The companies, both owned by the Brian Hews family, filed for protection from creditors June 9 in U.S. Bankruptcy Court in Los Angeles. The companies put out free publications, known informally as the Wave newspapers, including the Inglewood-Hawthorne Wave, the South Gate Press and the El Sereno Star. Total circulation is estimated at 250,000.

Publisher and Executive Editor Art Aguilar said the filings stemmed largely from years of slumping advertising revenue coupled with rising production costs, primarily in newsprint.

Advertisement

Aguilar said the reorganization is also meant to allow the companies to remake the ownership structure and give their combined work force of 80 employees a 40% stake.
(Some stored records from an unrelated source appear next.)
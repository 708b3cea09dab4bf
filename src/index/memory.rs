//! In-memory embedding index implementation.
//!
//! Useful for testing and small datasets.

use super::{cosine_similarity, EmbeddingIndex, IndexedChunk, ScoredChunk};
use crate::error::Result;
use async_trait::async_trait;
use std::collections::HashMap;
use std::sync::RwLock;
use uuid::Uuid;

/// In-memory embedding index.
pub struct MemoryEmbeddingIndex {
    chunks: RwLock<HashMap<Uuid, IndexedChunk>>,
}

impl MemoryEmbeddingIndex {
    /// Create a new in-memory index.
    pub fn new() -> Self {
        Self {
            chunks: RwLock::new(HashMap::new()),
        }
    }
}

impl Default for MemoryEmbeddingIndex {
    fn default() -> Self {
        Self::new()
    }
}

#[async_trait]
impl EmbeddingIndex for MemoryEmbeddingIndex {
    async fn add(&self, chunks: &[IndexedChunk]) -> Result<usize> {
        let mut store = self.chunks.write().unwrap();
        for chunk in chunks {
            store.insert(chunk.id, chunk.clone());
        }
        Ok(chunks.len())
    }

    async fn delete(&self, video_id: &str) -> Result<usize> {
        let mut store = self.chunks.write().unwrap();
        let initial_len = store.len();
        store.retain(|_, chunk| chunk.video_id != video_id);
        Ok(initial_len - store.len())
    }

    async fn query(
        &self,
        video_id: &str,
        query_embedding: &[f32],
        limit: usize,
    ) -> Result<Vec<ScoredChunk>> {
        let store = self.chunks.read().unwrap();

        let mut results: Vec<ScoredChunk> = store
            .values()
            .filter(|chunk| chunk.video_id == video_id)
            .map(|chunk| ScoredChunk {
                score: cosine_similarity(query_embedding, &chunk.embedding),
                chunk: chunk.clone(),
            })
            .collect();

        results.sort_by(|a, b| b.score.partial_cmp(&a.score).unwrap_or(std::cmp::Ordering::Equal));
        results.truncate(limit);

        Ok(results)
    }

    async fn count(&self, video_id: &str) -> Result<usize> {
        let store = self.chunks.read().unwrap();
        Ok(store.values().filter(|c| c.video_id == video_id).count())
    }
}

#[cfg(test)]
mod tests {
    use super::*;
    use crate::index::test_metadata;

    fn chunk(video_id: &str, text: &str, order: i32, embedding: Vec<f32>) -> IndexedChunk {
        IndexedChunk::new(
            video_id.to_string(),
            text.to_string(),
            order,
            embedding,
            test_metadata(),
        )
    }

    #[tokio::test]
    async fn test_add_query_delete_scoped_by_video() {
        let index = MemoryEmbeddingIndex::new();

        index
            .add(&[
                chunk("video1", "first", 0, vec![1.0, 0.0, 0.0]),
                chunk("video1", "second", 1, vec![0.0, 1.0, 0.0]),
                chunk("video2", "other", 0, vec![1.0, 0.0, 0.0]),
            ])
            .await
            .unwrap();

        assert_eq!(index.count("video1").await.unwrap(), 2);
        assert_eq!(index.count("video2").await.unwrap(), 1);

        let results = index.query("video1", &[1.0, 0.0, 0.0], 10).await.unwrap();
        assert_eq!(results.len(), 2);
        assert_eq!(results[0].chunk.text, "first");
        assert!(results[0].score > results[1].score);
        assert!(results.iter().all(|r| r.chunk.video_id == "video1"));

        let removed = index.delete("video1").await.unwrap();
        assert_eq!(removed, 2);
        assert_eq!(index.count("video1").await.unwrap(), 0);
        assert_eq!(index.count("video2").await.unwrap(), 1);
    }

    #[tokio::test]
    async fn test_query_respects_limit() {
        let index = MemoryEmbeddingIndex::new();

        let chunks: Vec<IndexedChunk> = (0..5)
            .map(|i| chunk("video1", &format!("chunk {}", i), i, vec![1.0, i as f32, 0.0]))
            .collect();
        index.add(&chunks).await.unwrap();

        let results = index.query("video1", &[1.0, 0.0, 0.0], 3).await.unwrap();
        assert_eq!(results.len(), 3);
    }

    #[tokio::test]
    async fn test_delete_missing_video_is_zero() {
        let index = MemoryEmbeddingIndex::new();
        assert_eq!(index.delete("missing").await.unwrap(), 0);
    }
}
“The former ownership weren’t succeeding in getting out of it what they would have liked,” Aguilar said. The exact nature of the new ownership plan, however, has not yet been worked out, he said. “We’re a work in progress.”
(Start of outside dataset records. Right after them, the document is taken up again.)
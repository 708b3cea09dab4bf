//! SQLite-based embedding index implementation.
//!
//! Stores embeddings as little-endian f32 BLOBs and computes cosine
//! similarity in Rust. For large libraries, consider the sqlite-vec extension
//! or a dedicated vector database.

use super::{cosine_similarity, ChunkMetadata, EmbeddingIndex, IndexedChunk, ScoredChunk};
use crate::error::{Result, SporreError};
use async_trait::async_trait;
use chrono::{DateTime, Utc};
use rusqlite::{params, Connection};
use std::path::Path;
use std::sync::Mutex;
use tracing::{debug, info, instrument};
use uuid::Uuid;

/// SQLite-based embedding index.
pub struct SqliteEmbeddingIndex {
    conn: Mutex<Connection>,
}

const SCHEMA: &str = r#"
CREATE TABLE IF NOT EXISTS chunks (
    id TEXT PRIMARY KEY,
    video_id TEXT NOT NULL,
    content TEXT NOT NULL,
    chunk_order INTEGER NOT NULL,
    embedding BLOB NOT NULL,
    metadata TEXT NOT NULL,
    indexed_at TEXT NOT NULL
);

CREATE INDEX IF NOT EXISTS idx_chunks_video_id ON chunks(video_id);
"#;

impl SqliteEmbeddingIndex {
    /// Open (or create) the index at the given path.
    #[instrument(skip_all)]
    pub fn new(path: &Path) -> Result<Self> {
        if let Some(parent) = path.parent() {
            std::fs::create_dir_all(parent)?;
        }

        let conn = Connection::open(path)?;

        // WAL improves concurrent read behavior while an ingest writes.
        conn.execute_batch("PRAGMA journal_mode=WAL;")?;
        conn.execute_batch(SCHEMA)?;

        info!("Initialized embedding index at {:?}", path);

        Ok(Self {
            conn: Mutex::new(conn),
        })
    }

    /// Create an in-memory index (useful for testing).
    pub fn in_memory() -> Result<Self> {
        let conn = Connection::open_in_memory()?;
        conn.execute_batch(SCHEMA)?;

        Ok(Self {
            conn: Mutex::new(conn),
        })
    }

    fn embedding_to_bytes(embedding: &[f32]) -> Vec<u8> {
        embedding.iter().flat_map(|f| f.to_le_bytes()).collect()
    }

    fn bytes_to_embedding(bytes: &[u8]) -> Vec<f32> {
        bytes
            .chunks_exact(4)
            .map(|b| f32::from_le_bytes([b[0], b[1], b[2], b[3]]))
            .collect()
    }

    fn row_to_chunk(
        id: String,
        video_id: String,
        content: String,
        chunk_order: i32,
        embedding: Vec<u8>,
        metadata: String,
        indexed_at: String,
    ) -> Result<IndexedChunk> {
        let metadata: ChunkMetadata = serde_json::from_str(&metadata)?;
        let id = Uuid::parse_str(&id)
            .map_err(|e| SporreError::Index(format!("Invalid chunk id: {}", e)))?;
        let indexed_at = DateTime::parse_from_rfc3339(&indexed_at)
            .map(|dt| dt.with_timezone(&Utc))
            .unwrap_or_else(|_| Utc::now());

        Ok(IndexedChunk {
            id,
            video_id,
            text: content,
            chunk_order,
            embedding: Self::bytes_to_embedding(&embedding),
            metadata,
            indexed_at,
        })
    }

    fn load_chunks(&self, video_id: &str) -> Result<Vec<IndexedChunk>> {
        let conn = self.conn.lock().unwrap();
        let mut stmt = conn.prepare(
            "SELECT id, video_id, content, chunk_order, embedding, metadata, indexed_at
             FROM chunks WHERE video_id = ?1 ORDER BY chunk_order",
        )?;

        let rows = stmt.query_map(params![video_id], |row| {
            Ok((
                row.get::<_, String>(0)?,
                row.get::<_, String>(1)?,
                row.get::<_, String>(2)?,
                row.get::<_, i32>(3)?,
                row.get::<_, Vec<u8>>(4)?,
                row.get::<_, String>(5)?,
                row.get::<_, String>(6)?,
            ))
        })?;

        let mut chunks = Vec::new();
        for row in rows {
            let (id, video_id, content, chunk_order, embedding, metadata, indexed_at) = row?;
            chunks.push(Self::row_to_chunk(
                id, video_id, content, chunk_order, embedding, metadata, indexed_at,
            )?);
        }

        Ok(chunks)
    }
}

#[async_trait]
impl EmbeddingIndex for SqliteEmbeddingIndex {
    async fn add(&self, chunks: &[IndexedChunk]) -> Result<usize> {
        if chunks.is_empty() {
            return Ok(0);
        }

        let mut conn = self.conn.lock().unwrap();
        let tx = conn.transaction()?;

        for chunk in chunks {
            tx.execute(
                "INSERT OR REPLACE INTO chunks
                 (id, video_id, content, chunk_order, embedding, metadata, indexed_at)
                 VALUES (?1, ?2, ?3, ?4, ?5, ?6, ?7)",
                params![
                    chunk.id.to_string(),
                    chunk.video_id,
                    chunk.text,
                    chunk.chunk_order,
                    Self::embedding_to_bytes(&chunk.embedding),
                    serde_json::to_string(&chunk.metadata)?,
                    chunk.indexed_at.to_rfc3339(),
                ],
            )?;
        }

        tx.commit()?;
        debug!("Indexed {} chunks", chunks.len());

        Ok(chunks.len())
    }

    async fn delete(&self, video_id: &str) -> Result<usize> {
        let conn = self.conn.lock().unwrap();
        let removed = conn.execute("DELETE FROM chunks WHERE video_id = ?1", params![video_id])?;
        Ok(removed)
    }

    async fn query(
        &self,
        video_id: &str,
        query_embedding: &[f32],
        limit: usize,
    ) -> Result<Vec<ScoredChunk>> {
        let chunks = self.load_chunks(video_id)?;

        let mut results: Vec<ScoredChunk> = chunks
            .into_iter()
            .map(|chunk| ScoredChunk {
                score: cosine_similarity(query_embedding, &chunk.embedding),
                chunk,
            })
            .collect();

        results.sort_by(|a, b| b.score.partial_cmp(&a.score).unwrap_or(std::cmp::Ordering::Equal));
        results.truncate(limit);

        Ok(results)
    }

    async fn count(&self, video_id: &str) -> Result<usize> {
        let conn = self.conn.lock().unwrap();
        let count: i64 = conn.query_row(
            "SELECT COUNT(*) FROM chunks WHERE video_id = ?1",
            params![video_id],
            |row| row.get(0),
        )?;
        Ok(count as usize)
    }
}

#[cfg(test)]
mod tests {
    use super::*;
    use crate::index::test_metadata;

    fn chunk(video_id: &str, text: &str, order: i32, embedding: Vec<f32>) -> IndexedChunk {
        IndexedChunk::new(
            video_id.to_string(),
            text.to_string(),
            order,
            embedding,
            test_metadata(),
        )
    }

    #[test]
    fn test_embedding_bytes_roundtrip() {
        let embedding = vec![0.5, -1.25, 3.75, 0.0];
        let bytes = SqliteEmbeddingIndex::embedding_to_bytes(&embedding);
        assert_eq!(bytes.len(), 16);
        assert_eq!(SqliteEmbeddingIndex::bytes_to_embedding(&bytes), embedding);
    }

    #[tokio::test]
    async fn test_add_and_query_roundtrip() {
        let index = SqliteEmbeddingIndex::in_memory().unwrap();

        index
            .add(&[
                chunk("video1", "about rust", 0, vec![1.0, 0.0]),
                chunk("video1", "about fish", 1, vec![0.0, 1.0]),
            ])
            .await
            .unwrap();

        let results = index.query("video1", &[0.9, 0.1], 10).await.unwrap();
        assert_eq!(results.len(), 2);
        assert_eq!(results[0].chunk.text, "about rust");
        assert_eq!(results[0].chunk.metadata.title, "Test Video");
        assert!(results[0].score > results[1].score);
    }

    #[tokio::test]
    async fn test_delete_scopes_to_video() {
        let index = SqliteEmbeddingIndex::in_memory().unwrap();

        index
            .add(&[
                chunk("video1", "a", 0, vec![1.0, 0.0]),
                chunk("video2", "b", 0, vec![0.0, 1.0]),
            ])
            .await
            .unwrap();

        assert_eq!(index.delete("video1").await.unwrap(), 1);
        assert_eq!(index.count("video1").await.unwrap(), 0);
        assert_eq!(index.count("video2").await.unwrap(), 1);
    }

    #[tokio::test]
    async fn test_add_empty_is_noop() {
        let index = SqliteEmbeddingIndex::in_memory().unwrap();
        assert_eq!(index.add(&[]).await.unwrap(), 0);
    }
}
Eventually, Central News-Wave and Eastern will be consolidated into a new company to be called Wave Community Newspapers Inc., the publisher said.

Brian Hews could not be reached for comment.

According to a copy of the Chapter 11 filing obtained Wednesday, the companies hope to pay off their debts through $3 million in financing from the Los Angeles Community Development Bank. About a third of that is to come from a secured term loan, while the rest would be in the form of equity investment.

Before that plan is approved and implemented, however, the companies have asked Bankruptcy Court Judge Lisa Hill Fenning to allow them to use cash collateral from their accounts receivable lender, Finova Capital Corp., to pay the chain’s day-to-day operating costs.

According to the filing, “failure of the court to permit such use, which has been consented to by Finova, may result in the shutdown of the debtor’s operation. . . . [The] motion is made on the grounds the debtor has no immediate source of financing other than the cash constituting the collateral of Finova.”

Advertisement

A 20-day budget included with the filing shows the companies’ expenses--including payroll, printing and utilities--outpace total sales by $23,000.

Neither company attorney Anne Wells nor President and Chief Executive Charles Wilson could be reached for comment.

The companies do not anticipate any disruptions to its publications during the reorganization.